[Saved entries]
————

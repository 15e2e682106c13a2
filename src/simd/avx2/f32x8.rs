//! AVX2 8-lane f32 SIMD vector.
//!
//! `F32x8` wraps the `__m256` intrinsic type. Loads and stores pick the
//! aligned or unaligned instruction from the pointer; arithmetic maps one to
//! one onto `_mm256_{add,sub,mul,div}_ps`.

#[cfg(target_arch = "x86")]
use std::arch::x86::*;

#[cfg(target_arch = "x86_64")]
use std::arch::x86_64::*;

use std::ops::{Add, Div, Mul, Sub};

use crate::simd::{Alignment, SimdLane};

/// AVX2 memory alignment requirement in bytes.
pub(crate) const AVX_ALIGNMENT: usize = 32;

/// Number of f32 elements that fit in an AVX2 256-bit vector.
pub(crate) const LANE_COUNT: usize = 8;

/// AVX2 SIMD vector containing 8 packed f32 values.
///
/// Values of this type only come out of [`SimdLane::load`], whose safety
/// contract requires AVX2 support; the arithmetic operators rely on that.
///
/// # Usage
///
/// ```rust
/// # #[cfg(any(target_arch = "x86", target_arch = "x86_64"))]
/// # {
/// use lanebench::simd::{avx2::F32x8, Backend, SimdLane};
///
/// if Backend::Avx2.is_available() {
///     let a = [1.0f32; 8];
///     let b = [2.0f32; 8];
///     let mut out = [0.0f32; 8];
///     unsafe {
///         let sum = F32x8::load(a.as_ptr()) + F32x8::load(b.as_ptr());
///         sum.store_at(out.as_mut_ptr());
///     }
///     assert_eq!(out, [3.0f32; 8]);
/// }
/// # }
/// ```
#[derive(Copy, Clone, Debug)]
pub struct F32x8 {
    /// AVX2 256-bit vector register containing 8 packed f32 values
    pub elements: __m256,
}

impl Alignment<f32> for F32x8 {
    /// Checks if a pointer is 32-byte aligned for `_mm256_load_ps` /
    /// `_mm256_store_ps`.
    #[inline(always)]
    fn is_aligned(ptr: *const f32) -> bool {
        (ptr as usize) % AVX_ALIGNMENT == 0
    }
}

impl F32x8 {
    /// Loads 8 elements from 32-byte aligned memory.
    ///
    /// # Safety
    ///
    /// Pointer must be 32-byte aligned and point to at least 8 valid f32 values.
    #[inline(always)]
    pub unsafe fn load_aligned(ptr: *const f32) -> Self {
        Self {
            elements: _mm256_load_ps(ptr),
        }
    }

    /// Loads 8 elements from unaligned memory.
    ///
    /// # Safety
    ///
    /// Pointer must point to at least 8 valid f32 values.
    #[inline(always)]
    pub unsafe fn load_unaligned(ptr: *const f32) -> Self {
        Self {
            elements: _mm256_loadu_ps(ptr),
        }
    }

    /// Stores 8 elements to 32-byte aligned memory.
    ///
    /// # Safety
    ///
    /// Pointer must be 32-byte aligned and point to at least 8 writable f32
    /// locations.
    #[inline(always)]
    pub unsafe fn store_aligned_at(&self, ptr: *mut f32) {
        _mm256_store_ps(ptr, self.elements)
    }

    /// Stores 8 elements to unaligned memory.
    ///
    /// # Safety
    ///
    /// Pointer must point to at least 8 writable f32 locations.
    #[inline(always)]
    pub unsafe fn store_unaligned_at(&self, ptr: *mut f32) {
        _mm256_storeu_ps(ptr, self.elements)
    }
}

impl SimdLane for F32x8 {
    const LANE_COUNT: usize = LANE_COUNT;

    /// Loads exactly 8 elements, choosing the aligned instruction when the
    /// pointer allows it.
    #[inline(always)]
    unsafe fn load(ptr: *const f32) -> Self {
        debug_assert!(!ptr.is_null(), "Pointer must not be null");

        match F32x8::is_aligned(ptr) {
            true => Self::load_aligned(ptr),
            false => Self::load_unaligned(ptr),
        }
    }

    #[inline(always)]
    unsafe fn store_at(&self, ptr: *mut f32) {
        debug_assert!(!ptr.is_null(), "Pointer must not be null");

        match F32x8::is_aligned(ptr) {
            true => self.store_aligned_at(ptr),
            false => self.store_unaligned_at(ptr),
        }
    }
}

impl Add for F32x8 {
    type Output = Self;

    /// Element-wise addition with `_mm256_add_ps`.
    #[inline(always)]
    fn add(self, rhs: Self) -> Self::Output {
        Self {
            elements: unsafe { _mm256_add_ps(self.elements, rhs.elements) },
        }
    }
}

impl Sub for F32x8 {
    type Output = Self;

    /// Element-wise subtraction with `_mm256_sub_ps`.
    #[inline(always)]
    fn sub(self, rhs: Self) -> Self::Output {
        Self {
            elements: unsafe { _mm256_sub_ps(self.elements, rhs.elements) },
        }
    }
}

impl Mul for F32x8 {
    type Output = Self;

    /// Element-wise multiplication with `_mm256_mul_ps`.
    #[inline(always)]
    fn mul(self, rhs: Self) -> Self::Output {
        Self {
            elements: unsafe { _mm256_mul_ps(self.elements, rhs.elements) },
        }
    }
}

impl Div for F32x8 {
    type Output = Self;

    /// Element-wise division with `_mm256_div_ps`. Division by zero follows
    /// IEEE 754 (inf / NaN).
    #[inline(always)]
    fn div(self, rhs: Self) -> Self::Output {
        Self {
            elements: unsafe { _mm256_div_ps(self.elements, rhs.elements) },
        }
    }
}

————

▶ [TASK DIRECTIONS]
Write every line of the entries again, word for word.

▶ [WRITTEN RESPONSE]
repository 15e2e682106c13a2
filename src/simd/avx2/f32x8.rs
//! AVX2 8-lane f32 SIMD vector.
//!
//! `F32x8` wraps the `__m256` intrinsic type. Loads and stores pick the
//! aligned or unaligned instruction from the pointer; arithmetic maps one to
//! one onto `_mm256_{add,sub,mul,div}_ps`.

#[cfg(target_arch = "x86")]
use std::arch::x86::*;

#[cfg(target_arch = "x86_64")]
use std::arch::x86_64::*;

use std::ops::{Add, Div, Mul, Sub};

use crate::simd::{Alignment, SimdLane};

/// AVX2 memory alignment requirement in bytes.
pub(crate) const AVX_ALIGNMENT: usize = 32;

/// Number of f32 elements that fit in an AVX2 256-bit vector.
pub(crate) const LANE_COUNT: usize = 8;

/// AVX2 SIMD vector containing 8 packed f32 values.
///
/// Values of this type only come out of [`SimdLane::load`], whose safety
/// contract requires AVX2 support; the arithmetic operators rely on that.
///
/// # Usage
///
/// ```rust
/// # #[cfg(any(target_arch = "x86", target_arch = "x86_64"))]
/// # {
/// use lanebench::simd::{avx2::F32x8, Backend, SimdLane};
///
/// if Backend::Avx2.is_available() {
///     let a = [1.0f32; 8];
///     let b = [2.0f32; 8];
///     let mut out = [0.0f32; 8];
///     unsafe {
///         let sum = F32x8::load(a.as_ptr()) + F32x8::load(b.as_ptr());
///         sum.store_at(out.as_mut_ptr());
///     }
///     assert_eq!(out, [3.0f32; 8]);
/// }
/// # }
/// ```
#[derive(Copy, Clone, Debug)]
pub struct F32x8 {
    /// AVX2 256-bit vector register containing 8 packed f32 values
    pub elements: __m256,
}

impl Alignment<f32> for F32x8 {
    /// Checks if a pointer is 32-byte aligned for `_mm256_load_ps` /
    /// `_mm256_store_ps`.
    #[inline(always)]
    fn is_aligned(ptr: *const f32) -> bool {
        (ptr as usize) % AVX_ALIGNMENT == 0
    }
}

impl F32x8 {
    /// Loads 8 elements from 32-byte aligned memory.
    ///
    /// # Safety
    ///
    /// Pointer must be 32-byte aligned and point to at least 8 valid f32 values.
    #[inline(always)]
    pub unsafe fn load_aligned(ptr: *const f32) -> Self {
        Self {
            elements: _mm256_load_ps(ptr),
        }
    }

    /// Loads 8 elements from unaligned memory.
    ///
    /// # Safety
    ///
    /// Pointer must point to at least 8 valid f32 values.
    #[inline(always)]
    pub unsafe fn load_unaligned(ptr: *const f32) -> Self {
        Self {
            elements: _mm256_loadu_ps(ptr),
        }
    }

    /// Stores 8 elements to 32-byte aligned memory.
    ///
    /// # Safety
    ///
    /// Pointer must be 32-byte aligned and point to at least 8 writable f32
    /// locations.
    #[inline(always)]
    pub unsafe fn store_aligned_at(&self, ptr: *mut f32) {
        _mm256_store_ps(ptr, self.elements)
    }

    /// Stores 8 elements to unaligned memory.
    ///
    /// # Safety
    ///
    /// Pointer must point to at least 8 writable f32 locations.
    #[inline(always)]
    pub unsafe fn store_unaligned_at(&self, ptr: *mut f32) {
        _mm256_storeu_ps(ptr, self.elements)
    }
}

impl SimdLane for F32x8 {
    const LANE_COUNT: usize = LANE_COUNT;

    /// Loads exactly 8 elements, choosing the aligned instruction when the
    /// pointer allows it.
    #[inline(always)]
    unsafe fn load(ptr: *const f32) -> Self {
        debug_assert!(!ptr.is_null(), "Pointer must not be null");

        match F32x8::is_aligned(ptr) {
            true => Self::load_aligned(ptr),
            false => Self::load_unaligned(ptr),
        }
    }

    #[inline(always)]
    unsafe fn store_at(&self, ptr: *mut f32) {
        debug_assert!(!ptr.is_null(), "Pointer must not be null");

        match F32x8::is_aligned(ptr) {
            true => self.store_aligned_at(ptr),
            false => self.store_unaligned_at(ptr),
        }
    }
}

impl Add for F32x8 {
    type Output = Self;

    /// Element-wise addition with `_mm256_add_ps`.
    #[inline(always)]
    fn add(self, rhs: Self) -> Self::Output {
        Self {
            elements: unsafe { _mm256_add_ps(self.elements, rhs.elements) },
        }
    }
}

impl Sub for F32x8 {
    type Output = Self;

    /// Element-wise subtraction with `_mm256_sub_ps`.
    #[inline(always)]
    fn sub(self, rhs: Self) -> Self::Output {
        Self {
            elements: unsafe { _mm256_sub_ps(self.elements, rhs.elements) },
        }
    }
}

impl Mul for F32x8 {
    type Output = Self;

    /// Element-wise multiplication with `_mm256_mul_ps`.
    #[inline(always)]
    fn mul(self, rhs: Self) -> Self::Output {
        Self {
            elements: unsafe { _mm256_mul_ps(self.elements, rhs.elements) },
        }
    }
}

impl Div for F32x8 {
    type Output = Self;

    /// Element-wise division with `_mm256_div_ps`. Division by zero follows
    /// IEEE 754 (inf / NaN).
    #[inline(always)]
    fn div(self, rhs: Self) -> Self::Output {
        Self {
            elements: unsafe { _mm256_div_ps(self.elements, rhs.elements) },
        }
    }
}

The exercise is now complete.